- _WORK TO BE COMPLETED_
Transcribe the data exactly.

- _Stored entries_
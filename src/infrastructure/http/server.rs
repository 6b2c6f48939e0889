//! HTTP Server
//!
//! Axum HTTP 服务器启动和配置

use std::sync::Arc;

use axum::Router;
use axum::extract::DefaultBodyLimit;
use axum::middleware;
use tokio::net::TcpListener;
use tower_http::cors::{Any, CorsLayer};
use tower_http::trace::TraceLayer;
use http::header::{AUTHORIZATION, CONTENT_TYPE};
use tracing::info;

use super::middleware::error_logging_middleware;
use super::routes::create_routes;
use super::state::AppState;

/// 服务器配置
#[derive(Debug, Clone)]
pub struct ServerConfig {
    pub host: String,
    pub port: u16,
}

impl Default for ServerConfig {
    fn default() -> Self {
        Self {
            host: "0.0.0.0".to_string(),
            port: 5210,
        }
    }
}

impl ServerConfig {
    pub fn new(host: impl Into<String>, port: u16) -> Self {
        Self {
            host: host.into(),
            port,
        }
    }

    pub fn addr(&self) -> String {
        format!("{}:{}", self.host, self.port)
    }
}

/// HTTP 服务器
pub struct HttpServer {
    config: ServerConfig,
    state: Arc<AppState>,
}

impl HttpServer {
    /// 创建新的 HTTP 服务器
    pub fn new(config: ServerConfig, state: AppState) -> Self {
        Self {
            config,
            state: Arc::new(state),
        }
    }

    /// 创建带默认配置的服务器
    pub fn with_default_config(state: AppState) -> Self {
        Self::new(ServerConfig::default(), state)
    }

    /// 构建 Router
    fn build_router(&self) -> Router {
        // CORS 配置 - 允许所有来源的跨域请求
        let cors = CorsLayer::new()
            .allow_origin(Any)
            .allow_methods(Any)
            .allow_headers([AUTHORIZATION, CONTENT_TYPE])
            .expose_headers(Any)
            .max_age(std::time::Duration::from_secs(3600));

        // 构建路由，请求体只有 JSON 文本，1MB 足够
        create_routes()
            .layer(DefaultBodyLimit::max(1024 * 1024))
            .layer(middleware::from_fn(error_logging_middleware))
            .layer(TraceLayer::new_for_http())
            .layer(cors)
            .with_state(self.state.clone())
    }

    /// 启动服务器
    pub async fn run(self) -> Result<(), std::io::Error> {
        let router = self.build_router();
        let addr = self.config.addr();

        info!("Starting HTTP server on {}", addr);

        let listener = TcpListener::bind(&addr).await?;
        axum::serve(listener, router).await?;

        Ok(())
    }

    /// 启动服务器（带优雅关闭）
    pub async fn run_with_shutdown<F>(self, shutdown_signal: F) -> Result<(), std::io::Error>
    where
        F: std::future::Future<Output = ()> + Send + 'static,
    {
        let router = self.build_router();
        let addr = self.config.addr();

        info!("Starting HTTP server on {} (with graceful shutdown)", addr);

        let listener = TcpListener::bind(&addr).await?;
        axum::serve(listener, router)
            .with_graceful_shutdown(shutdown_signal)
            .await?;

        Ok(())
    }
}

- _OUTPUT_
filename src/infrastructure/http/server.rs
repository 6b2c6f48939e0889
//! HTTP Server
//!
//! Axum HTTP 服务器启动和配置

use std::sync::Arc;

use axum::Router;
use axum::extract::DefaultBodyLimit;
use axum::middleware;
use tokio::net::TcpListener;
use tower_http::cors::{Any, CorsLayer};
use tower_http::trace::TraceLayer;
use http::header::{AUTHORIZATION, CONTENT_TYPE};
use tracing::info;

use super::middleware::error_logging_middleware;
use super::routes::create_routes;
use super::state::AppState;

/// 服务器配置
#[derive(Debug, Clone)]
pub struct ServerConfig {
    pub host: String,
    pub port: u16,
}

impl Default for ServerConfig {
    fn default() -> Self {
        Self {
            host: "0.0.0.0".to_string(),
            port: 5210,
        }
    }
}

impl ServerConfig {
    pub fn new(host: impl Into<String>, port: u16) -> Self {
        Self {
            host: host.into(),
            port,
        }
    }

    pub fn addr(&self) -> String {
        format!("{}:{}", self.host, self.port)
    }
}

/// HTTP 服务器
pub struct HttpServer {
    config: ServerConfig,
    state: Arc<AppState>,
}

impl HttpServer {
    /// 创建新的 HTTP 服务器
    pub fn new(config: ServerConfig, state: AppState) -> Self {
        Self {
            config,
            state: Arc::new(state),
        }
    }

    /// 创建带默认配置的服务器
    pub fn with_default_config(state: AppState) -> Self {
        Self::new(ServerConfig::default(), state)
    }

    /// 构建 Router
    fn build_router(&self) -> Router {
        // CORS 配置 - 允许所有来源的跨域请求
        let cors = CorsLayer::new()
            .allow_origin(Any)
            .allow_methods(Any)
            .allow_headers([AUTHORIZATION, CONTENT_TYPE])
            .expose_headers(Any)
            .max_age(std::time::Duration::from_secs(3600));

        // 构建路由，请求体只有 JSON 文本，1MB 足够
        create_routes()
            .layer(DefaultBodyLimit::max(1024 * 1024))
            .layer(middleware::from_fn(error_logging_middleware))
            .layer(TraceLayer::new_for_http())
            .layer(cors)
            .with_state(self.state.clone())
    }

    /// 启动服务器
    pub async fn run(self) -> Result<(), std::io::Error> {
        let router = self.build_router();
        let addr = self.config.addr();

        info!("Starting HTTP server on {}", addr);

        let listener = TcpListener::bind(&addr).await?;
        axum::serve(listener, router).await?;

        Ok(())
    }

    /// 启动服务器（带优雅关闭）
    pub async fn run_with_shutdown<F>(self, shutdown_signal: F) -> Result<(), std::io::Error>
    where
        F: std::future::Future<Output = ()> + Send + 'static,
    {
        let router = self.build_router();
        let addr = self.config.addr();

        info!("Starting HTTP server on {} (with graceful shutdown)", addr);

        let listener = TcpListener::bind(&addr).await?;
        axum::serve(listener, router)
            .with_graceful_shutdown(shutdown_signal)
            .await?;

        Ok(())
    }
}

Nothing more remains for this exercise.